My old friend James Serra asks about what we’ve done where we weren’t sure that things would work out.
I’m sure you know I’m a business owner. I’ve had my company since 2008. Sure, there have been ups and downs over that time, but in general it’s been good. We take on clients who want our services, but also try to maintain a level of flexibility with our time so that we can be responsive to whatever happens. Even if I’m spending most days at a particular client, I try to make sure I can respond to other things. Because just like how an employee might get sick, another client might have an urgent issue and I like to be able to respond. I like to be able to pause what I’m doing if necessary. Maybe this is to avoid risk, by not feeling like I have all my eggs in one basket. But maybe it increases the risk, because I’m less inclined to take on long-term full-time contracts.
Before I had the business, things were different. I craved stability, and I’m sure my career suffered for it.
I finished my university time in Melbourne at the very end of 1997. I’d had jobs as a research assistant in each of the three faculties I got degrees from, and it all wound up on New Year’s Eve at the end of 1997. I handed in my last pieces of work and after the long weekend I started working as a consultant, in a job that I had been offered six months earlier. I turned down the offer of a PhD for the stability of a wage.
In 2000, we moved to the UK with our two sons, and that felt risky. When we arrived I did not have a job to step into, but within a week I was deciding which of two I would take. Both were permanent positions – I was still risk-averse. I didn’t want to go contracting. I didn’t back myself enough. Financially, I could’ve made better choices, but I had a young family, and money has never been a goal. In 2002 we moved to Adelaide (where my wife grew up), and I still wanted permanent roles.
It took more than ten years of working in permanent positions (’98 to ’08) for me to take the career risk of starting my own company.
Someone called me an entrepreneur recently.
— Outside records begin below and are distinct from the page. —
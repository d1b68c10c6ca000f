//! Scenario formula rule-expression engine.
//!
//! This crate provides:
//! - Typed classification of formula nodes and operator metadata
//! - An id-addressed, structurally shared view model with pure mutations
//! - Merging of shape-mirrored validation results back onto the view model
//! - Schema-aware operand suggestions, including enum inference for `=`
//! - A uniform describe/edit facade over the editable node variants
//! - Edit sessions with an async validation worker and stale-result discarding
//! - YAML scenario and data model documents with a filesystem store

pub mod context;
pub mod editable;
pub mod loader;
pub mod node;
pub mod operand;
pub mod schema;
pub mod session;
pub mod tree;
pub mod validation;

pub use context::SchemaContext;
I disagreed with them. I’ve never sought funding from anywhere. I’ve never tried to build up a company to sell it. I’ve always pushed against hiring a salesperson and never had anyone in the company with a sales-related title.
What I have done is lean into the community. I’ve done work for charities for little or no revenue – I even remember charging a client less than the hourly rate I was paying a subcontractor to do the work. And I’ve volunteered my time (and that of my employees) to work among the data community, running events, speaking at conferences, helping community members with what they need, even sometimes people who would consider us competition. And I’ve tried to listen to what God is saying. That’s been hard a lot of the time, but I try.
Is that a career risk? Sure – community work is definitely a risk. It would be better for me to focus on the bottom line and limit how much we do that isn’t tied directly to revenue. Community work is not how people are supposed to run a business. I’m in a group for business leaders and I know that I’m not the same as most of the others there.
This stretches to other parts of my life as well. In the comedy community, I’m hoping to start another open mic room again (I ran one in May/June last year before the venue closed). And I’m not running it to make money – I’m doing it to provide more options for local comedians. People need stage time to improve, and I can help with that. That might help me improve as a comedian too, but that’s not it. There is a need for more open mic space in Adelaide, and I think I can help. Is that a risk? Nah – it’s not taking anything away from my livelihood. But people have called me “commercially naïve” because of it.
Like I wrote further up – I’m not an entrepreneur. I’m good at helping other people solve their stuff, which makes me a good consultant. But running my own company still feels like a career risk to me. At the end of the day though, I like that my company reflects who I am, and I think the bigger risk would be for me to be someone I’m not.